4. When the case came up for hearing on 30/05/2022, the prosecutor informed court that the complainant had expressed intention to withdraw her complaint through a letter that she had written, and that the state had no objection.

5. The letter seemed to indicate that the complainant and the accused had discussed and the accused had accepted to compensate the complainant, on which basis the complainant sought to withdraw the complainant.

6. The learned trial court formed the view that the letter amounted to an admission by the accused and directed him to plead to the charge afresh. The charge was read to him and he pleaded guilty. The facts were read to him and he pleaded guilty as well. he was convicted on his own plea of guilty

7. After considering the pre-sentence report the court on 16th June 2022 sentenced to five (5) years imprisonment and I year probation post imprisonment ‘to benefit from counseling’.

8. Aggrieved by that decision, the appellant filed this appeal on the following grounds;a.I pleaded guilty to the charges.b.I pleaded with the court to allow me mitigate my case out of time.c.The appeal is against the sentence.d.I wish to be present upon the hearing of this appeal.

9. The appeal was canvassed through written submissions.

The Appellant’s Submissions 10. The appellant filed his submission and listed new grounds as follows;a.I pleaded guilty to the charges.b.That I did compensation of the expenses incurred by the complainant.c.That I am a first offender.d.That I am very remorseful of the actions I did to the complainant.e.That I humbly pray for the case to be acquitted, sentence reduced or non-custodial sentence.

11. He submits that he had no prepared intention of committing the robbery and was only tempted to do so by an impulse decision which he regrets. That it was ignorance and an urge to possess what he could not afford that led to such temptation.

12. He has urged this court to consider his compensation to the complainant and submits that his family and complainant’s family have reconciled.

13. He submits that he is a first offender and has urged the court to consider that such offenders are always ignorant of what they are doing. That when he robbed the complainant of her property, he was not aware that it was an offence and was under the influence of alcohol.

14. It is also his submission that he is remorseful, regrets his actions and will never repeat in his lifetime.

Submissions by the State 15. The State, through Prosecution Counsel Victor Kazungu, submits that the appellant was given an opportunity to mitigate through his Advocate and upon consideration of the same and the nature of the offence; the court passed the five years’ prison sentence and probation for one year in order for the appellant to benefit from counseling.

16. The State has identified the following as the issues for determination.a.Whether custodial sentence is proper in this case.b.Whether the jail term is fair and proportionate.
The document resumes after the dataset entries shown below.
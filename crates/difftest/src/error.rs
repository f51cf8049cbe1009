use std::path::PathBuf;

#[derive(Debug, thiserror::Error)]
pub enum Error {
    #[error("Failed to spawn `{command}`: {source}")]
    Spawn {
        command: String,
        source: std::io::Error,
    },

    #[error(
        "`{command}` failed with {}",
        .code.map_or_else(|| "a signal".to_string(), |c| format!("exit code {c}"))
    )]
    ExitStatus {
        command: String,
        code: Option<i32>,
        stderr: String,
    },

    #[error("`{command}` wrote non-UTF-8 output")]
    NonUtf8Output { command: String },

    #[error("Workspace {} already exists", .0.display())]
    WorkspaceExists(PathBuf),

    #[error("Run root {} already exists", .0.display())]
    RunRootExists(PathBuf),

    #[error("I/O error at {}: {source}", .path.display())]
    Io {
        path: PathBuf,
        source: std::io::Error,
    },

    #[error("Test root {} does not exist", .0.display())]
    MissingTestRoot(PathBuf),

    #[error("Failed to write report: {0}")]
    Report(#[source] std::io::Error),
}

impl Error {
    pub(crate) fn io(path: impl Into<PathBuf>, source: std::io::Error) -> Self {
        Self::Io {
            path: path.into(),
            source,
        }
    }
}

pub type Result<T> = std::result::Result<T, Error>;
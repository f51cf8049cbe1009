//! Candidate pipeline: compile to assembly, assemble, link against the runtime, run.

use std::ffi::OsStr;
use std::path::{Path, PathBuf};

use super::{EXECUTABLE_NAME, Side, Toolchain};
use crate::artifacts::persist_stdout;
use crate::config::CandidateConfig;
use crate::{Error, Result, process};

/// Assembly file the compiler under test is expected to emit.
pub const ASM_FILE: &str = "output.nasm";
pub const OBJECT_FILE: &str = "output.o";

/// Compiler under test: compile to assembly, assemble, link against the
/// runtime support object, then run.
#[derive(Debug, Clone)]
pub struct CandidateToolchain {
    compiler: PathBuf,
    assembler: PathBuf,
    asm_format: String,
    linker: PathBuf,
    runtime_object: PathBuf,
}

impl CandidateToolchain {
    #[must_use]
    pub fn new(config: &CandidateConfig) -> Self {
        Self {
            compiler: config.compiler.clone(),
            assembler: config.assembler.clone(),
            asm_format: config.asm_format.clone(),
            linker: config.linker.clone(),
            runtime_object: config.runtime_object.clone(),
        }
    }
}

impl Toolchain for CandidateToolchain {
    fn side(&self) -> Side {
        Side::Candidate
    }

    fn build_and_run(&self, source: &Path, workspace: &Path) -> Result<String> {
        std::fs::create_dir_all(workspace).map_err(|e| Error::io(workspace, e))?;
        tracing::debug!(workspace = %workspace.display(), "candidate workspace ready");

        let asm = workspace.join(ASM_FILE);
        let object = workspace.join(OBJECT_FILE);
        let executable = workspace.join(EXECUTABLE_NAME);

        process::run(&self.compiler, [source.as_os_str(), workspace.as_os_str()])?;
        process::run(
            &self.assembler,
            [
                OsStr::new("-f"),
                OsStr::new(&self.asm_format),
                asm.as_os_str(),
                OsStr::new("-o"),
                object.as_os_str(),
            ],
        )?;
        process::run(
            &self.linker,
            [
                object.as_os_str(),
                self.runtime_object.as_os_str(),
                OsStr::new("-o"),
                executable.as_os_str(),
            ],
        )?;

        let output = process::run(executable, std::iter::empty::<&OsStr>())?;
        persist_stdout(workspace, &output)?;
        Ok(output)
    }
}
17. On issue (a), he submits that the offence of robbery with violence attracts a death sentence and that the trial court considered all the relevant factors in deciding the appropriate sentence in the circumstances of this case. That a non-custodial sentence would have exposed the community to the risk of robbery and the court took into account the need to arrest the rampant cases of robbery within its territorial jurisdiction.

18. Referring to guideline 7. 19(5) of the Sentencing Policy Guidelines, he submits that a court of law should take into account the protection of the community in deciding whether to impose a custodial sentence or not. That our courts have previously taken into account the need to protect the property of the public in imposing custodial sentence as opposed to non-custodial sentence. He relies on the case of Benson Nkaramata Sakita –vs- R[2018] eKLR where it was held that;“…in determining this appeal, this court has to take cognizance of the degree of culpability of the appellant and the use of imprisonment not only to punish crime but also protect the community from further risk..”
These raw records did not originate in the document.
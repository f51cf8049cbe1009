//! Synchronous execution of external programs with captured output.

use std::ffi::{OsStr, OsString};
use std::process::{Command, Stdio};

use crate::{Error, Result};

/// Run `program` with `args`, wait for it, and return its standard output.
///
/// Exit code zero is success. Spawn failures, non-zero exits, deaths by
/// signal and non-UTF-8 output are all failures; each is logged with the
/// full command line before being returned. There is no timeout.
pub fn run<P, I, S>(program: P, args: I) -> Result<String>
where
    P: AsRef<OsStr>,
    I: IntoIterator<Item = S>,
    S: AsRef<OsStr>,
{
    let program = program.as_ref();
    let args: Vec<OsString> = args.into_iter().map(|a| a.as_ref().to_owned()).collect();
    let command = command_line(program, &args);

    let result = capture(program, &args, &command);
    if let Err(err) = &result {
        tracing::warn!(%command, error = %err, "process failed");
        if let Error::ExitStatus { stderr, .. } = err {
            tracing::debug!(%command, %stderr, "captured stderr");
        }
    }
    result
}

fn capture(program: &OsStr, args: &[OsString], command: &str) -> Result<String> {
    tracing::debug!(%command, "spawning");

    let output = Command::new(program)
        .args(args)
        .stdin(Stdio::null())
        .output()
        .map_err(|source| Error::Spawn {
            command: command.to_string(),
            source,
        })?;

    if !output.status.success() {
        return Err(Error::ExitStatus {
            command: command.to_string(),
            code: output.status.code(),
            stderr: String::from_utf8_lossy(&output.stderr).into_owned(),
        });
    }

    String::from_utf8(output.stdout).map_err(|_| Error::NonUtf8Output {
        command: command.to_string(),
    })
}

/// Render a program and its arguments as a single shell-like line for logs.
fn command_line(program: &OsStr, args: &[OsString]) -> String {
    let mut line = program.to_string_lossy().into_owned();
    for arg in args {
        line.push(' ');
        line.push_str(&arg.to_string_lossy());
    }
    line
}

#[cfg(all(test, unix))]
mod tests {
    use super::*;

    #[test]
    fn captures_stdout_on_success() {
        let out = run("sh", ["-c", "printf 'hello\\n'"]).expect("sh should run");
        assert_eq!(out, "hello\n");
    }

    #[test]
    fn nonzero_exit_is_failure() {
        let err = run("sh", ["-c", "echo oops >&2; exit 3"]).unwrap_err();
        match err {
            Error::ExitStatus { code, stderr, .. } => {
                assert_eq!(code, Some(3));
                assert_eq!(stderr, "oops\n");
            }
            other => panic!("unexpected error: {other}"),
        }
    }

    #[test]
    fn missing_program_is_spawn_failure() {
        let err = run("./definitely-not-a-real-program", ["x"]).unwrap_err();
        assert!(matches!(err, Error::Spawn { .. }), "got {err}");
        assert!(err.to_string().contains("definitely-not-a-real-program x"));
    }

    #[test]
    fn non_utf8_output_is_failure() {
        let err = run("sh", ["-c", "printf '\\377\\376'"]).unwrap_err();
        assert!(matches!(err, Error::NonUtf8Output { .. }), "got {err}");
    }

    #[test]
    fn command_line_joins_arguments() {
        let line = command_line(
            OsStr::new("nasm"),
            &["-f".into(), "elf64".into(), "a.nasm".into()],
        );
        assert_eq!(line, "nasm -f elf64 a.nasm");
    }
}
19. On issue (b), he submits that the sentence meted out is legal, proper and safe. That the offence attracts a death sentence but the appellant was sentenced to five years in jail. He relies on the case of Kirako Ole Kiserian –vs- Republic [2021] eKLR where the court held that;“The Penal Code prescribes a death sentence for the offence of robbery with violence. The trial court imposed a sentence of 35 years after taking into account the appellant’s mitigation, circumstances of the offence and upon proper guidance by recent jurisprudence on court’s discretion in sentencing. The trial court broke away from the biddings of mandatory sentences and properly exercised discretion in passing sentence on the appellant. Accordingly, it has not been shown that the trial court overlooked some material factor or took into account some wrong or irrelevant factors or acted on a wrong principle in imposing the sentence. Consequently, I find no reason to interfere with the sentence meted upon the appellant by the trial court.”

20. He has also relied on the case of SKM –vs- R (2021) eKLR where the court stated that;“Sentencing is the discretion of the trial magistrate. The discretion was exercised judicially in the circumstances of this case. I find no reasons to interfere with the sentence. In conclusion, I find that the prosecution proved its case beyond any reasonable doubt. This appeal is without merits and is dismissed.
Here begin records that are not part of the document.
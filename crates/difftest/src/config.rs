//! Harness configuration.
//!
//! Defaults reproduce the layout of a compiler checkout built in `./build`
//! with NASM, `ld` and CHICKEN Scheme as the reference compiler.

use std::path::PathBuf;

use crate::harness::Summary;

/// Toolchain under test.
#[derive(Debug, Clone, PartialEq, Eq)]
pub struct CandidateConfig {
    /// Invoked as `compiler <source> <output dir>`.
    pub compiler: PathBuf,
    /// Invoked as `assembler -f <asm_format> <asm> -o <object>`.
    pub assembler: PathBuf,
    pub asm_format: String,
    /// Invoked as `linker <object> <runtime_object> -o <executable>`.
    pub linker: PathBuf,
    /// Prebuilt runtime support object linked into every program.
    pub runtime_object: PathBuf,
}

impl Default for CandidateConfig {
    fn default() -> Self {
        Self {
            compiler: PathBuf::from("./build/compiler_output"),
            assembler: PathBuf::from("nasm"),
            asm_format: "elf64".to_string(),
            linker: PathBuf::from("ld"),
            runtime_object: PathBuf::from("./build/src/std/CMakeFiles/std.dir/std.asm.o"),
        }
    }
}

/// Oracle toolchain, invoked as `compiler <source> -o <executable>`.
#[derive(Debug, Clone, PartialEq, Eq)]
pub struct ReferenceConfig {
    pub compiler: PathBuf,
}

impl Default for ReferenceConfig {
    fn default() -> Self {
        Self {
            compiler: PathBuf::from("chicken-csc"),
        }
    }
}

/// When a finished run should be reported as failed to the caller.
#[derive(Debug, Clone, Copy, Default, PartialEq, Eq)]
pub enum ExitPolicy {
    /// Always succeed; verdicts are only printed.
    #[default]
    Never,
    /// Fail if any case produced differing output.
    Mismatch,
    /// Fail on any mismatch or inconclusive case.
    Any,
}

impl ExitPolicy {
    #[must_use]
    pub fn fails(self, summary: &Summary) -> bool {
        match self {
            ExitPolicy::Never => false,
            ExitPolicy::Mismatch => summary.mismatched > 0,
            ExitPolicy::Any => summary.mismatched > 0 || summary.inconclusive > 0,
        }
    }
}

#[derive(Debug, Clone, PartialEq, Eq)]
pub struct HarnessConfig {
    /// Directory tree searched for test programs.
    pub tests_root: PathBuf,
    /// Directory in which the per-run, timestamp-named root is created.
    pub runs_dir: PathBuf,
    pub candidate: CandidateConfig,
    pub reference: ReferenceConfig,
    pub exit_policy: ExitPolicy,
    /// Stop after the first case whose outputs differ.
    pub stop_on_mismatch: bool,
}

impl Default for HarnessConfig {
    fn default() -> Self {
        Self {
            tests_root: PathBuf::from("examples"),
            runs_dir: PathBuf::from("."),
            candidate: CandidateConfig::default(),
            reference: ReferenceConfig::default(),
            exit_policy: ExitPolicy::default(),
            stop_on_mismatch: false,
        }
    }
}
21. In conclusion, he submits that the appellant has failed to establish that he deserves the reliefs sought.

Analysis and Determination 22. The offence of robbery with violence is contained in Sections 295 and 296(2) of the Penal Code as follows;“295. Any person who steals anything, and, at or immediately before or immediately after the time of stealing it, uses or threatens to use actual violence to any person or property in order to obtain or retain the thing stolen or to prevent or overcome resistance to its being stolen or retained, is guilty of the felony termed robbery.

296(2).If the offender is armed with any dangerous or offensive weapon or instrument, or is in company with one or more other person or persons, or if, at or immediately after the time of robbery, he wounds, beats, strikes or uses any other personal violence to any person, he shall be sentenced to death.”

23. Section 354(3) provides for what the court may do on appeal.(b)in an appeal against sentence, increase or reduce the sentence or alter the nature of the sentence;

24. In this case is there any ground to reduce or alter the nature of the sentence?

25. From the record, it is evident that the appellant was given an opportunity to mitigate and he did so through his Advocate.

26. The learned trial l magistrate sought a pre-sentence report. The report painted the offender in good light and recommended a Community Service Order to be served at Kithuki Chief’s Office.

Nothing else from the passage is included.